Technology is now developing at such a rate that the future is impossible to predict. Image:
4 minute read
Technology is now developing at such a rate that the future is impossible to predict. Image: Shutterstock.

Looking into the future used to be easy. But now there's a technological event horizon that is impossible to see beyond. Is a technological singularity near?

With apologies for misappropriating the term "event horizon" I want to talk about an effect that is increasingly difficult as we move towards our ultimate destinies.  The event horizon in question is the threshold beyond which it's impossible to see into the future. 

You might argue that we've never been able to see into the future. That's why it's called "the future". It hasn't happened yet. But that's not quite what I mean. The point is that it's always been possible to see into the future to some extent, because what we do now - in a sense -  creates the future. 

A trivial example might be that I can predict that I'm going to have fish and chips for dinner tonight because I intend to drive down to the fish and chip shop later and bring some back with me.  Of course, the sense in which that's not predicting the future is that my car might drop into a giant, newly revealed sinkhole on the way back. 
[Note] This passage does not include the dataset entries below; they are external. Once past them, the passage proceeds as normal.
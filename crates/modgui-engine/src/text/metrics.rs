/// Text measurement supplied by the host.
pub trait FontMetrics {
    /// Advance width of `text` on a single line, in GUI pixels.
    fn string_width(&self, text: &str) -> i32;

    /// Vertical distance between consecutive wrapped lines.
    fn line_height(&self) -> i32;

    /// Splits `text` into lines no wider than `max_width`.
    ///
    /// Words are packed greedily; a word wider than `max_width` on its own is
    /// split between characters. `'\n'` always starts a new line. A
    /// non-positive `max_width` only honours explicit line breaks.
    fn wrap_to_width(&self, text: &str, max_width: i32) -> Vec<String> {
        let mut lines = Vec::new();
        for paragraph in text.split('\n') {
            if max_width <= 0 {
                lines.push(paragraph.to_string());
                continue;
            }

            let mut current = String::new();
            for word in paragraph.split(' ').filter(|w| !w.is_empty()) {
                let candidate = if current.is_empty() {
                    word.to_string()
                } else {
                    format!("{current} {word}")
                };
                if self.string_width(&candidate) <= max_width {
                    current = candidate;
                    continue;
                }

                if !current.is_empty() {
                    lines.push(std::mem::take(&mut current));
                }

                // Hard split; every chunk keeps at least one character.
                for ch in word.chars() {
                    let mut next = current.clone();
                    next.push(ch);
                    if !current.is_empty() && self.string_width(&next) > max_width {
                        lines.push(std::mem::take(&mut current));
                        current.push(ch);
                    } else {
                        current = next;
                    }
                }
            }
            lines.push(current);
        }
        lines
    }
}

/// Monospaced metrics: every character advances by the same amount.
///
/// Used by headless hosts and tests where no font file is loaded.
#[derive(Debug, Copy, Clone, PartialEq, Eq)]
pub struct FixedWidthFont {
    pub advance: i32,
    pub line_height: i32,
}

impl FixedWidthFont {
    pub const fn new(advance: i32, line_height: i32) -> Self {
        Self { advance, line_height }
    }
}

impl Default for FixedWidthFont {
    fn default() -> Self {
        Self::new(6, 9)
    }
}

impl FontMetrics for FixedWidthFont {
    fn string_width(&self, text: &str) -> i32 {
        text.chars().count() as i32 * self.advance
    }

    fn line_height(&self) -> i32 {
        self.line_height
    }
}

#[cfg(test)]
mod tests {
    use super::*;

    fn font() -> FixedWidthFont {
        FixedWidthFont::new(1, 9)
    }

    #[test]
    fn fixed_width_measures_chars() {
        assert_eq!(FixedWidthFont::default().string_width("abcd"), 24);
        assert_eq!(FixedWidthFont::default().string_width(""), 0);
    }

    #[test]
    fn wrap_packs_words_greedily() {
        let lines = font().wrap_to_width("the quick brown fox", 10);
        assert_eq!(lines, vec!["the quick", "brown fox"]);
    }

    #[test]
    fn wrap_keeps_short_text_on_one_line() {
        assert_eq!(font().wrap_to_width("hello", 40), vec!["hello"]);
    }

    #[test]
    fn wrap_splits_overlong_words() {
        let lines = font().wrap_to_width("abcdefgh ij", 3);
        assert_eq!(lines, vec!["abc", "def", "gh", "ij"]);
    }

    #[test]
    fn wrap_honours_explicit_newlines() {
        let lines = font().wrap_to_width("one\n\ntwo", 20);
        assert_eq!(lines, vec!["one", "", "two"]);
    }

    #[test]
    fn wrap_without_width_only_breaks_on_newlines() {
        let lines = font().wrap_to_width("a long line\nnext", 0);
        assert_eq!(lines, vec!["a long line", "next"]);
    }
}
But subject only to the randomness of life, our intentions can point towards a predictable future. I know I'm going on holiday in October. I pay my mortgage on the 28th of each month. And Christmas tends to be on the 25th of December. 

But all of this starts to fall apart when we try to make detailed predictions about where the future ends up, when we assume that certain events will take place for us to get to the predicted outcome. This process, more than ever in the current era, is fraught with uncertainty.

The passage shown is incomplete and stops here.